(Provided material):

//! Lexer and parsers for dapstream request text.
//!
//! This crate provides:
//! - [`Lexer`] - Tokenization shared by both grammars
//! - [`parse_constraint`] - Constraint expressions into an [`ast::Constraint`]
//! - [`parse_declaration`] - Declaration text into a [`dapstream_model::Dataset`]
//!
//! Parse errors carry the line, column and source line of the problem.

#![warn(missing_docs)]
#![warn(clippy::all)]
#![warn(clippy::pedantic)]

pub mod ast;
pub mod constraint;
mod cursor;
pub mod declaration;
pub mod lexer;
pub mod span;
pub mod token;

pub use ast::{Call, Constraint, Operand, ProjectionItem, SelectionItem, Slice};
pub use constraint::{ConstraintParser, parse_constraint};
pub use declaration::{DeclarationParser, parse_declaration};
pub use lexer::Lexer;
pub use span::Span;
pub use token::{Token, TokenKind};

(Work instruction): The expected result is every line above containing the string "text".

(Reply):
//! Lexer and parsers for dapstream request text.
//! - [`parse_declaration`] - Declaration text into a [`dapstream_model::Dataset`]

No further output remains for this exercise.